News About LST 393

Retired LST officer comes aboard for one last walk on his duty station

He was a retired Navy LST officer who wanted one last tour around a Landing Ship Tank’s bridge.

He made it. Almost.

Mathias Joseph Wey became a rarity among Navy men in 1957; the University of Notre Dame grad was a Navy ship “plank holder” for USS LST 1171. That means he was on the very first crew at her commissioning, June 10, 1958. Ensign Matt Wey was the communications officer listed on the invitation to the formal commissioning ceremonies at U.S. Naval Station New Orlean.

The former Reserve Officer Training Corps (ROTC) ensign must have been proud to be part of the command structure of a warship that had a legacy of amphibious landings during World War II and Korea.

But his ship was new and would be one of the last ever built. It would not outlive him.

Only two LSTs remain today. USS LST 393 survived World War II, three invasions (including D-Day), a stint as a Great Lakes freighter and then was rescued from the scrap heap to become a veterans museum in Muskegon.

Wey wanted to walk the bridge of an LST one more time. But his time was running out.

He crossed Lake Michigan on the Lake Express Ferry from his home in Wisconsin on Aug. 26. His son, Matt, and daughter, Kit, drove him to LST 393 Museum and asked if he could try to climb the exterior stairs to the upper decks (the museum has no elevator). Though the stairs are normally closed, staffers gave the OK and stood by to lend assistance.

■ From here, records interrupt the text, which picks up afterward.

//! `ClientBuilder`: ties the layers together.
//!
//! transport → link → chat. The builder spawns the link actor and
//! attaches a [`ChatClient`] to it, so it must run inside a Tokio
//! runtime.

use std::sync::Arc;

use shoal_chat::{ChatClient, ChatConfig};
use shoal_link::{spawn_link, LinkConfig};
use shoal_transport::{Transport, WebSocketTransport};

use crate::ShoalError;

/// Builder for a connected-ready [`ChatClient`].
///
/// # Example
///
/// ```rust,no_run
/// use shoal::ClientBuilder;
///
/// # async fn run() -> Result<(), shoal::ShoalError> {
/// let client =
///     ClientBuilder::new("wss://gateway.example/chat", "irc.example.net")
///         .port(6667)
///         .ssl(false)
///         .build()?;
/// client.connect("caffe", "", "#reef").await?;
/// # Ok(())
/// # }
/// ```
pub struct ClientBuilder {
    link: LinkConfig,
    chat: ChatConfig,
}

impl ClientBuilder {
    /// A builder for the given gateway URL and upstream IRC server.
    /// Defaults: port 6697, TLS on, concurrent sessions enabled.
    pub fn new(url: impl Into<String>, hostname: impl Into<String>) -> Self {
        Self {
            link: LinkConfig::new(url),
            chat: ChatConfig::new(hostname),
        }
    }

    /// Upstream IRC server port.
    pub fn port(mut self, port: u16) -> Self {
        self.chat.port = port;
        self
    }

    /// Whether the gateway should use TLS towards the IRC server.
    pub fn ssl(mut self, ssl: bool) -> Self {
        self.chat.ssl = ssl;
        self
    }

    /// Build identifier reported to the gateway.
    pub fn client_info(mut self, info: impl Into<String>) -> Self {
        self.link.client_info = info.into();
        self
    }

    /// Enables or disables silent nickname-collision recovery.
    pub fn concurrent_sessions(mut self, enabled: bool) -> Self {
        self.chat.concurrent_sessions = enabled;
        self
    }

    /// Accepted for API parity; see [`ChatConfig::attempt_reconnect`].
    pub fn attempt_reconnect(mut self, enabled: bool) -> Self {
        self.chat.attempt_reconnect = enabled;
        self
    }

    /// Builds the client over the default WebSocket transport.
    pub fn build(self) -> Result<Arc<ChatClient>, ShoalError> {
        self.build_with(WebSocketTransport::new())
    }

    /// Builds the client over a custom transport (e.g. the in-memory
    /// loopback for tests).
    pub fn build_with<T: Transport>(
        self,
        transport: T,
    ) -> Result<Arc<ChatClient>, ShoalError> {
        let link = spawn_link(transport, self.link);
        Ok(ChatClient::attach(&link, self.chat)?)
    }
}
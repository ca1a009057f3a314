//! Gateway link for Shoal: the protocol wrapper between a raw transport
//! and chat semantics.
//!
//! The link owns three things the rest of the stack must never touch
//! directly:
//!
//! 1. **The connection state machine** — `Closed → Opening → SocketOpened
//!    → ProxyOpened → ProxyConnected → Opened`, with `Closing` on the way
//!    back down. Only the link's own event handling mutates the state.
//! 2. **Keep-alive** — a ping timer and a heartbeat timer, armed once per
//!    `ProxyConnected` entry and cancelled on any transition out of the
//!    active states. Both are self-rescheduling: fire, send, reschedule
//!    from now.
//! 3. **The handshake wait** — a 500 ms cooperative poll bridging the gap
//!    between the socket opening and the gateway finishing its own
//!    negotiation with the upstream IRC server. Credentials sent before
//!    that point are silently lost by the gateway, so the wait is
//!    mandatory, not an optimization.
//!
//! # Concurrency
//!
//! The link runs as a single actor task; every mutation happens inside
//! its `select!` loop, so no lock guards the state machine. Callers talk
//! to it through a cheap [`LinkHandle`] and hear back through
//! [`LinkListener`] callbacks invoked from the actor task.

mod actor;
mod error;
mod listener;

pub use actor::{spawn_link, LinkConfig, LinkHandle};
pub use error::LinkError;
pub use listener::{Disconnect, LinkListener};
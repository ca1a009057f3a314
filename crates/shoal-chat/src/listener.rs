//! The chat listener trait and its event payloads.

use std::collections::BTreeMap;

use shoal_link::Disconnect;

use crate::user::UserRecord;

/// A channel topic announcement.
#[derive(Debug, Clone, PartialEq, Eq)]
pub struct TopicEvent {
    pub channel: String,
    pub topic: String,
}

/// A completed channel user list, keyed by sanitized nickname.
#[derive(Debug, Clone, PartialEq, Eq)]
pub struct UserlistEvent {
    pub channel: String,
    pub users: BTreeMap<String, UserRecord>,
}

#[derive(Debug, Clone, Copy, PartialEq, Eq)]
pub enum ChannelEventKind {
    Join,
    Leave,
    Kick,
}

/// Someone joined, left, or was kicked from a channel.
#[derive(Debug, Clone, PartialEq, Eq)]
pub struct ChannelEvent {
    pub channel: String,
    /// The affected nickname: the kicked user for kicks, the actor
    /// otherwise.
    pub nickname: String,
    pub identity: String,
    pub kind: ChannelEventKind,
}

/// One `+x`/`-x` change within a mode event.
#[derive(Debug, Clone, PartialEq, Eq)]
pub struct ModeChange {
    pub mode: String,
    pub param: Option<String>,
}

/// A mode change on a channel or user.
#[derive(Debug, Clone, PartialEq, Eq)]
pub struct ModeEvent {
    pub target: String,
    /// Nickname of the user who set the modes.
    pub nickname: String,
    pub modes: Vec<ModeChange>,
}

#[derive(Debug, Clone, Copy, PartialEq, Eq)]
pub enum MessageKind {
    Privmsg,
    Action,
    Notice,
}

/// A chat message, emote, or notice.
#[derive(Debug, Clone, PartialEq, Eq)]
pub struct MessageEvent {
    pub identity: String,
    pub nickname: String,
    pub target: String,
    pub message: String,
    pub kind: MessageKind,
}

/// Receives chat events. All methods default to no-ops so listeners
/// override only what they care about.
///
/// Callbacks run synchronously on the link's event order. They may
/// call back into [`ChatClient`](crate::ChatClient) operations, but
/// must not register listeners from inside a callback.
pub trait ChatListener: Send + Sync {
    /// The first successful connection of this client.
    fn on_connect(&self) {}

    /// A successful connection after an earlier one ended.
    fn on_reconnect(&self) {}

    /// The connection ended. Terminal: no automatic retry follows.
    fn on_disconnect(&self, _notice: &Disconnect) {}

    fn on_topic(&self, _event: &TopicEvent) {}

    /// A channel's user list finished arriving.
    fn on_userlist(&self, _event: &UserlistEvent) {}

    // Own channel membership changes...
    fn on_join(&self, _event: &ChannelEvent) {}
    fn on_leave(&self, _event: &ChannelEvent) {}
    fn on_kick(&self, _event: &ChannelEvent) {}

    // ...and everyone else's, kept apart so the UI never re-derives
    // "was that me".
    fn on_other_user_join(&self, _event: &ChannelEvent) {}
    fn on_other_user_leave(&self, _event: &ChannelEvent) {}
    fn on_other_user_kick(&self, _event: &ChannelEvent) {}

    /// A mode change affecting this client's identity.
    fn on_mode(&self, _event: &ModeEvent) {}

    /// A mode change set by someone else.
    fn on_other_user_mode(&self, _event: &ModeEvent) {}

    fn on_message(&self, _event: &MessageEvent) {}

    /// The server refused the connection outright.
    fn on_access_denied(&self) {}

    /// This client is banned from the named channel.
    fn on_banned(&self, _channel: &str) {}

    /// This client was kicked from (or refused by) the named channel.
    fn on_kicked(&self, _channel: &str) {}

    /// An unmapped server error.
    fn on_error(&self, _reason: &str) {}
}
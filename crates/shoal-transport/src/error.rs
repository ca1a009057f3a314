/// Errors that can occur in the transport layer.
#[derive(Debug, thiserror::Error)]
pub enum TransportError {
    /// Opening the connection failed.
    #[error("connect failed: {0}")]
    ConnectFailed(#[source] std::io::Error),

    /// The connection was closed.
    #[error("connection closed: {0}")]
    ConnectionClosed(String),

    /// Sending a frame failed.
    #[error("send failed: {0}")]
    SendFailed(#[source] std::io::Error),

    /// Receiving a frame failed.
    #[error("receive failed: {0}")]
    ReceiveFailed(#[source] std::io::Error),
}
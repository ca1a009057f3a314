//! Role and status bitmasks.
//!
//! Both enumerations are small fixed sets combined with bitwise OR and
//! cleared with AND-NOT. "Most significant" means the highest set bit,
//! scanning from the top; an empty set falls back to the
//! lowest-significance value (`Shadow` for roles, `Nominal` for
//! statuses).

use std::fmt;

// ---------------------------------------------------------------------------
// Roles
// ---------------------------------------------------------------------------

/// A user's channel role, ordered by significance.
#[derive(Debug, Clone, Copy, PartialEq, Eq, PartialOrd, Ord)]
pub enum Role {
    Shadow,
    Turbo,
    Guest,
    Mod,
    Admin,
    Owner,
}

impl Role {
    /// All roles, most significant first.
    pub const ALL: [Role; 6] = [
        Role::Owner,
        Role::Admin,
        Role::Mod,
        Role::Guest,
        Role::Turbo,
        Role::Shadow,
    ];

    const fn bit(self) -> u8 {
        match self {
            Role::Shadow => 1 << 0,
            Role::Turbo => 1 << 1,
            Role::Guest => 1 << 2,
            Role::Mod => 1 << 3,
            Role::Admin => 1 << 4,
            Role::Owner => 1 << 5,
        }
    }

    /// The role granted by a channel mode letter (`q a o h v`), if any.
    pub fn from_mode(letter: char) -> Option<Role> {
        match letter {
            'q' => Some(Role::Owner),
            'a' => Some(Role::Admin),
            'o' => Some(Role::Mod),
            'h' => Some(Role::Turbo),
            'v' => Some(Role::Guest),
            _ => None,
        }
    }
}

impl fmt::Display for Role {
    fn fmt(&self, f: &mut fmt::Formatter<'_>) -> fmt::Result {
        let name = match self {
            Role::Shadow => "shadow",
            Role::Turbo => "turbo",
            Role::Guest => "guest",
            Role::Mod => "mod",
            Role::Admin => "admin",
            Role::Owner => "owner",
        };
        write!(f, "{name}")
    }
}

/// A set of [`Role`] bits.
#[derive(Debug, Clone, Copy, PartialEq, Eq, Default)]
pub struct RoleSet(u8);

impl RoleSet {
    pub const fn empty() -> Self {
        Self(0)
    }

    pub fn insert(&mut self, role: Role) {
        self.0 |= role.bit();
    }

    pub fn remove(&mut self, role: Role) {
        self.0 &= !role.bit();
    }

    pub fn contains(self, role: Role) -> bool {
        self.0 & role.bit() != 0
    }

    pub fn is_empty(self) -> bool {
        self.0 == 0
    }

    /// The highest set role, or [`Role::Shadow`] when none is set.
    pub fn most_significant(self) -> Role {
        Role::ALL
            .into_iter()
            .find(|role| self.contains(*role))
            .unwrap_or(Role::Shadow)
    }

    /// Set members, most significant first.
    pub fn iter(self) -> impl Iterator<Item = Role> {
        Role::ALL.into_iter().filter(move |role| self.contains(*role))
    }
}

impl FromIterator<Role> for RoleSet {
    fn from_iter<I: IntoIterator<Item = Role>>(iter: I) -> Self {
        let mut set = Self::empty();
        for role in iter {
            set.insert(role);
        }
        set
    }
}

// ---------------------------------------------------------------------------
// Statuses
// ---------------------------------------------------------------------------

/// A moderation status applied to a user.
#[derive(Debug, Clone, Copy, PartialEq, Eq, PartialOrd, Ord)]
pub enum UserStatus {
    /// No status bit set; the fallback, not a bit of its own.
    Nominal,
    Muted,
    Timed,
    Banned,
}

impl UserStatus {
    /// All real statuses, most significant first.
    pub const ALL: [UserStatus; 3] =
        [UserStatus::Banned, UserStatus::Timed, UserStatus::Muted];

    const fn bit(self) -> u8 {
        match self {
            UserStatus::Nominal => 0,
            UserStatus::Muted => 1 << 0,
            UserStatus::Timed => 1 << 1,
            UserStatus::Banned => 1 << 2,
        }
    }

    /// The channel mode letter enforcing this status, if any.
    pub fn mode_letter(self) -> Option<char> {
        match self {
            UserStatus::Nominal => None,
            UserStatus::Muted => Some('q'),
            UserStatus::Timed | UserStatus::Banned => Some('b'),
        }
    }
}

/// A set of [`UserStatus`] bits.
#[derive(Debug, Clone, Copy, PartialEq, Eq, Default)]
pub struct StatusSet(u8);

impl StatusSet {
    pub const fn empty() -> Self {
        Self(0)
    }

    pub fn insert(&mut self, status: UserStatus) {
        self.0 |= status.bit();
    }

    pub fn remove(&mut self, status: UserStatus) {
        self.0 &= !status.bit();
    }

    pub fn contains(self, status: UserStatus) -> bool {
        status != UserStatus::Nominal && self.0 & status.bit() != 0
    }

    pub fn is_empty(self) -> bool {
        self.0 == 0
    }

    /// The highest set status, or [`UserStatus::Nominal`] when none is.
    pub fn most_significant(self) -> UserStatus {
        UserStatus::ALL
            .into_iter()
            .find(|status| self.contains(*status))
            .unwrap_or(UserStatus::Nominal)
    }

    /// Set members, most significant first.
    pub fn iter(self) -> impl Iterator<Item = UserStatus> {
        UserStatus::ALL
            .into_iter()
            .filter(move |status| self.contains(*status))
    }
}

impl FromIterator<UserStatus> for StatusSet {
    fn from_iter<I: IntoIterator<Item = UserStatus>>(iter: I) -> Self {
        let mut set = Self::empty();
        for status in iter {
            set.insert(status);
        }
        set
    }
}

// ---------------------------------------------------------------------------
// Channel modes
// ---------------------------------------------------------------------------

/// Whether a mode change adds or removes the named modes.
#[derive(Debug, Clone, Copy, PartialEq, Eq)]
pub enum ModeAction {
    Add,
    Remove,
}

impl ModeAction {
    pub(crate) fn sign(self) -> char {
        match self {
            ModeAction::Add => '+',
            ModeAction::Remove => '-',
        }
    }
}

/// A channel-wide mode.
#[derive(Debug, Clone, Copy, PartialEq, Eq)]
pub enum ChannelMode {
    Moderated,
    InviteOnly,
    Secret,
    TopicLock,
}

impl ChannelMode {
    pub const ALL: [ChannelMode; 4] = [
        ChannelMode::Moderated,
        ChannelMode::InviteOnly,
        ChannelMode::Secret,
        ChannelMode::TopicLock,
    ];

    const fn bit(self) -> u8 {
        match self {
            ChannelMode::Moderated => 1 << 0,
            ChannelMode::InviteOnly => 1 << 1,
            ChannelMode::Secret => 1 << 2,
            ChannelMode::TopicLock => 1 << 3,
        }
    }

    /// The IRC mode letter.
    pub fn letter(self) -> char {
        match self {
            ChannelMode::Moderated => 'm',
            ChannelMode::InviteOnly => 'i',
            ChannelMode::Secret => 's',
            ChannelMode::TopicLock => 't',
        }
    }
}

/// A set of [`ChannelMode`] bits.
#[derive(Debug, Clone, Copy, PartialEq, Eq, Default)]
pub struct ChannelModeSet(u8);

impl ChannelModeSet {
    pub const fn empty() -> Self {
        Self(0)
    }

    pub fn insert(&mut self, mode: ChannelMode) {
        self.0 |= mode.bit();
    }

    pub fn contains(self, mode: ChannelMode) -> bool {
        self.0 & mode.bit() != 0
    }

    pub fn is_empty(self) -> bool {
        self.0 == 0
    }

    pub fn iter(self) -> impl Iterator<Item = ChannelMode> {
        ChannelMode::ALL
            .into_iter()
            .filter(move |mode| self.contains(*mode))
    }
}

impl FromIterator<ChannelMode> for ChannelModeSet {
    fn from_iter<I: IntoIterator<Item = ChannelMode>>(iter: I) -> Self {
        let mut set = Self::empty();
        for mode in iter {
            set.insert(mode);
        }
        set
    }
}

// =========================================================================
// Tests
// =========================================================================

#[cfg(test)]
mod tests {
    use super::*;

    #[test]
    fn test_higher_role_bit_wins() {
        let set: RoleSet = [Role::Guest, Role::Mod].into_iter().collect();
        assert_eq!(set.most_significant(), Role::Mod);
    }

    #[test]
    fn test_empty_role_set_defaults_to_shadow() {
        assert_eq!(RoleSet::empty().most_significant(), Role::Shadow);
    }

    #[test]
    fn test_role_remove_is_and_not() {
        let mut set: RoleSet = [Role::Owner, Role::Turbo].into_iter().collect();
        set.remove(Role::Owner);
        assert!(!set.contains(Role::Owner));
        assert!(set.contains(Role::Turbo));
        assert_eq!(set.most_significant(), Role::Turbo);
    }

    #[test]
    fn test_mode_letters_map_to_roles() {
        assert_eq!(Role::from_mode('q'), Some(Role::Owner));
        assert_eq!(Role::from_mode('o'), Some(Role::Mod));
        assert_eq!(Role::from_mode('v'), Some(Role::Guest));
        assert_eq!(Role::from_mode('h'), Some(Role::Turbo));
        assert_eq!(Role::from_mode('x'), None);
    }

    #[test]
    fn test_status_most_significant() {
        let set: StatusSet =
            [UserStatus::Muted, UserStatus::Banned].into_iter().collect();
        assert_eq!(set.most_significant(), UserStatus::Banned);
        assert_eq!(StatusSet::empty().most_significant(), UserStatus::Nominal);
    }

    #[test]
    fn test_nominal_is_never_a_member() {
        let set = StatusSet::empty();
        assert!(!set.contains(UserStatus::Nominal));
    }

    #[test]
    fn test_role_set_iterates_high_to_low() {
        let set: RoleSet =
            [Role::Turbo, Role::Owner, Role::Mod].into_iter().collect();
        let order: Vec<Role> = set.iter().collect();
        assert_eq!(order, vec![Role::Owner, Role::Mod, Role::Turbo]);
    }
}
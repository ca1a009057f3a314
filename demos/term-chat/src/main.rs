//! Minimal terminal chat client: connects to a gateway, joins one
//! channel, and logs everything it hears until Ctrl-C.
//!
//! ```text
//! term-chat [gateway-url] [nick] [channel]
//! ```

use std::env;
use std::sync::Arc;
use std::time::Duration;

use shoal::prelude::*;

struct Printer;

impl ChatListener for Printer {
    fn on_connect(&self) {
        tracing::info!("connected");
    }

    fn on_reconnect(&self) {
        tracing::info!("reconnected");
    }

    fn on_disconnect(&self, notice: &Disconnect) {
        tracing::info!(
            reason = %notice.reason,
            closed_by_server = notice.closed_by_server,
            "disconnected"
        );
    }

    fn on_topic(&self, event: &TopicEvent) {
        tracing::info!(channel = %event.channel, "topic: {}", event.topic);
    }

    fn on_userlist(&self, event: &UserlistEvent) {
        for (key, user) in &event.users {
            tracing::info!(
                user = %key,
                role = %user.role(),
                sessions = user.nicknames.len(),
                "present in {}", event.channel
            );
        }
    }

    fn on_other_user_join(&self, event: &ChannelEvent) {
        tracing::info!(nick = %event.nickname, "joined {}", event.channel);
    }

    fn on_other_user_leave(&self, event: &ChannelEvent) {
        tracing::info!(nick = %event.nickname, "left {}", event.channel);
    }

    fn on_message(&self, event: &MessageEvent) {
        tracing::info!(from = %event.nickname, target = %event.target, "{}", event.message);
    }

    fn on_banned(&self, channel: &str) {
        tracing::warn!(channel, "banned");
    }

    fn on_error(&self, reason: &str) {
        tracing::warn!(reason, "server error");
    }
}

#[tokio::main]
async fn main() -> Result<(), ShoalError> {
    shoal::init_tracing();

    let mut args = env::args().skip(1);
    let url = args
        .next()
        .unwrap_or_else(|| "ws://127.0.0.1:8067/chat".to_string());
    let nick = args.next().unwrap_or_else(|| "shoal-demo".to_string());
    let channel = args.next().unwrap_or_else(|| "#shoal".to_string());

    let client = ClientBuilder::new(url, "irc.example.net").build()?;
    client.register(Arc::new(Printer));
    client.connect(&nick, "", &channel).await?;

    tokio::signal::ctrl_c().await.ok();

    client.disconnect(Some("demo done"))?;
    // Give the quit frame a moment to flush.
    tokio::time::sleep(Duration::from_millis(200)).await;
    Ok(())
}
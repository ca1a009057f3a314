//! In-memory loopback transport.
//!
//! [`memory_pair`] returns a client-side [`MemoryTransport`] and a
//! [`MemoryRemote`] standing in for the gateway. Tests (and embedded
//! setups) drive the remote half by hand: inject inbound frames, read
//! what the client sent, and close the channel to simulate a
//! server-initiated disconnect.

use std::sync::atomic::{AtomicBool, Ordering};
use std::sync::Arc;

use tokio::sync::{mpsc, Mutex};

use crate::{Connection, Transport, TransportError};

enum MemoryFrame {
    Text(String),
    Close,
}

/// Creates a connected loopback pair.
pub fn memory_pair() -> (MemoryTransport, MemoryRemote) {
    let (client_tx, client_rx) = mpsc::unbounded_channel();
    let (remote_tx, remote_rx) = mpsc::unbounded_channel();

    let conn = MemoryConnection {
        tx: client_tx,
        rx: Arc::new(Mutex::new(remote_rx)),
        // Used by close() to wake a reader blocked on our own rx.
        loopback_tx: remote_tx.clone(),
        closed: Arc::new(AtomicBool::new(false)),
    };

    (
        MemoryTransport { conn: Some(conn) },
        MemoryRemote {
            tx: remote_tx,
            rx: client_rx,
        },
    )
}

/// The client half of a loopback pair. Yields its connection on `open`.
pub struct MemoryTransport {
    conn: Option<MemoryConnection>,
}

impl Transport for MemoryTransport {
    type Connection = MemoryConnection;
    type Error = TransportError;

    async fn open(&mut self, _url: &str) -> Result<Self::Connection, Self::Error> {
        self.conn.take().ok_or_else(|| {
            TransportError::ConnectionClosed(
                "memory transport already opened".into(),
            )
        })
    }
}

/// A loopback [`Connection`]. Clones share the same channel.
#[derive(Clone)]
pub struct MemoryConnection {
    tx: mpsc::UnboundedSender<MemoryFrame>,
    rx: Arc<Mutex<mpsc::UnboundedReceiver<MemoryFrame>>>,
    loopback_tx: mpsc::UnboundedSender<MemoryFrame>,
    closed: Arc<AtomicBool>,
}

impl Connection for MemoryConnection {
    type Error = TransportError;

    async fn send(&self, text: &str) -> Result<(), Self::Error> {
        if self.closed.load(Ordering::SeqCst) {
            return Err(TransportError::ConnectionClosed(
                "send on closed connection".into(),
            ));
        }
        self.tx
            .send(MemoryFrame::Text(text.to_string()))
            .map_err(|_| {
                TransportError::ConnectionClosed("peer gone".into())
            })
    }

    async fn recv(&self) -> Result<Option<String>, Self::Error> {
        if self.closed.load(Ordering::SeqCst) {
            return Ok(None);
        }
        match self.rx.lock().await.recv().await {
            Some(MemoryFrame::Text(text)) => Ok(Some(text)),
            Some(MemoryFrame::Close) | None => {
                self.closed.store(true, Ordering::SeqCst);
                Ok(None)
            }
        }
    }

    async fn close(&self) -> Result<(), Self::Error> {
        if !self.closed.swap(true, Ordering::SeqCst) {
            // Tell the peer; ignore failure if it is already gone.
            let _ = self.tx.send(MemoryFrame::Close);
            // Wake any clone blocked in recv() so it observes the close,
            // mirroring a WebSocket close handshake.
            let _ = self.loopback_tx.send(MemoryFrame::Close);
        }
        Ok(())
    }
}

/// The gateway half of a loopback pair.
pub struct MemoryRemote {
    tx: mpsc::UnboundedSender<MemoryFrame>,
    rx: mpsc::UnboundedReceiver<MemoryFrame>,
}

impl MemoryRemote {
    /// Injects an inbound frame. Returns `false` if the client is gone.
    pub fn send(&self, text: impl Into<String>) -> bool {
        self.tx.send(MemoryFrame::Text(text.into())).is_ok()
    }

    /// Reads the next frame the client sent. `None` once the client closes.
    pub async fn recv(&mut self) -> Option<String> {
        match self.rx.recv().await {
            Some(MemoryFrame::Text(text)) => Some(text),
            Some(MemoryFrame::Close) | None => None,
        }
    }

    /// Reads the next frame without waiting. `None` if nothing is queued.
    pub fn try_recv(&mut self) -> Option<String> {
        match self.rx.try_recv() {
            Ok(MemoryFrame::Text(text)) => Some(text),
            _ => None,
        }
    }

    /// Closes the connection from the gateway side.
    pub fn close(&self) {
        let _ = self.tx.send(MemoryFrame::Close);
    }
}

#[cfg(test)]
mod tests {
    use super::*;

    #[tokio::test]
    async fn test_round_trip() {
        let (mut transport, mut remote) = memory_pair();
        let conn = transport.open("mem://test").await.unwrap();

        conn.send("hello").await.unwrap();
        assert_eq!(remote.recv().await.as_deref(), Some("hello"));

        assert!(remote.send("world"));
        assert_eq!(conn.recv().await.unwrap().as_deref(), Some("world"));
    }

    #[tokio::test]
    async fn test_open_twice_fails() {
        let (mut transport, _remote) = memory_pair();
        transport.open("mem://test").await.unwrap();
        assert!(transport.open("mem://test").await.is_err());
    }

    #[tokio::test]
    async fn test_remote_close_ends_recv() {
        let (mut transport, remote) = memory_pair();
        let conn = transport.open("mem://test").await.unwrap();

        remote.close();
        assert_eq!(conn.recv().await.unwrap(), None);
        // Closed connections refuse further sends.
        assert!(conn.send("late").await.is_err());
    }

    #[tokio::test]
    async fn test_client_close_reaches_remote() {
        let (mut transport, mut remote) = memory_pair();
        let conn = transport.open("mem://test").await.unwrap();

        conn.close().await.unwrap();
        assert_eq!(remote.recv().await, None);
    }

    #[tokio::test]
    async fn test_close_unblocks_local_reader() {
        let (mut transport, _remote) = memory_pair();
        let conn = transport.open("mem://test").await.unwrap();

        let reader = conn.clone();
        let task = tokio::spawn(async move { reader.recv().await });

        tokio::task::yield_now().await;
        conn.close().await.unwrap();

        assert_eq!(task.await.unwrap().unwrap(), None);
    }
}
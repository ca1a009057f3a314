//! Integration tests for the client WebSocket transport.
//!
//! Each test spins up a minimal tokio-tungstenite server on a loopback
//! port and dials it with [`WebSocketTransport`], verifying that text
//! frames actually flow in both directions.

#[cfg(feature = "websocket")]
mod websocket {
    use shoal_transport::{Connection, Transport, WebSocketTransport};

    use futures_util::{SinkExt, StreamExt};
    use tokio::net::TcpListener;
    use tokio_tungstenite::tungstenite::Message;

    /// Binds a one-shot WebSocket server and returns its URL plus a task
    /// that resolves to the accepted server-side stream.
    async fn spawn_server() -> (
        String,
        tokio::task::JoinHandle<
            tokio_tungstenite::WebSocketStream<tokio::net::TcpStream>,
        >,
    ) {
        let listener = TcpListener::bind("127.0.0.1:0")
            .await
            .expect("should bind");
        let addr = listener.local_addr().expect("should have local addr");

        let handle = tokio::spawn(async move {
            let (stream, _) =
                listener.accept().await.expect("should accept");
            tokio_tungstenite::accept_async(stream)
                .await
                .expect("should upgrade")
        });

        (format!("ws://{addr}"), handle)
    }

    #[tokio::test]
    async fn test_open_and_send_receive() {
        let (url, server) = spawn_server().await;

        let mut transport = WebSocketTransport::new();
        let conn = transport.open(&url).await.expect("should connect");
        let mut server_ws = server.await.expect("server task");

        // --- Client sends, server receives ---
        conn.send("2probe").await.expect("send should succeed");
        let msg = server_ws.next().await.unwrap().unwrap();
        assert_eq!(msg.into_text().unwrap().as_str(), "2probe");

        // --- Server sends, client receives ---
        server_ws
            .send(Message::Text("3probe".to_string().into()))
            .await
            .unwrap();
        let received = conn.recv().await.expect("recv should succeed");
        assert_eq!(received.as_deref(), Some("3probe"));

        conn.close().await.expect("close should succeed");
    }

    #[tokio::test]
    async fn test_recv_returns_none_on_server_close() {
        let (url, server) = spawn_server().await;

        let mut transport = WebSocketTransport::new();
        let conn = transport.open(&url).await.expect("should connect");
        let mut server_ws = server.await.expect("server task");

        server_ws.send(Message::Close(None)).await.unwrap();

        let result = conn.recv().await.expect("recv should not error");
        assert!(result.is_none(), "should return None on server close");
    }

    #[tokio::test]
    async fn test_binary_frames_delivered_as_text() {
        let (url, server) = spawn_server().await;

        let mut transport = WebSocketTransport::new();
        let conn = transport.open(&url).await.expect("should connect");
        let mut server_ws = server.await.expect("server task");

        server_ws
            .send(Message::Binary(b"4{\"method\":\"kiwi.x\"}".to_vec().into()))
            .await
            .unwrap();

        let received = conn.recv().await.expect("recv should succeed");
        assert_eq!(received.as_deref(), Some("4{\"method\":\"kiwi.x\"}"));
    }

    #[tokio::test]
    async fn test_close_unblocks_a_waiting_reader() {
        let (url, server) = spawn_server().await;

        let mut transport = WebSocketTransport::new();
        let conn = transport.open(&url).await.expect("should connect");
        let mut server_ws = server.await.expect("server task");

        // Park a clone in recv() like the link's reader task does.
        let reader = conn.clone();
        let task = tokio::spawn(async move { reader.recv().await });
        tokio::task::yield_now().await;

        conn.close().await.expect("close should succeed");
        // Drive the server until the close handshake completes.
        while server_ws.next().await.is_some() {}

        let received = task.await.unwrap().expect("recv should not error");
        assert!(received.is_none());
    }

    #[tokio::test]
    async fn test_open_fails_when_nothing_listens() {
        let mut transport = WebSocketTransport::new();
        let result = transport.open("ws://127.0.0.1:1").await;
        assert!(result.is_err());
    }
}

Wey, wearing an officer’s utility cover (a working cap, not a formal hat), started up with his son’s help. He would have to climb 22 steps and then a steeper ladder to get to the bridge.

He made it to step number six. His son helped him turn around and come down.

He may have been disappointed, but no one else was. He had boarded an LST one last time.

Mathias Joseph Wey died Sept. 1 at 86.

He donated an original invitation to LST 1171’s commissioning to the museum, and it will be prominently displayed along with his Wall of Honor plaque.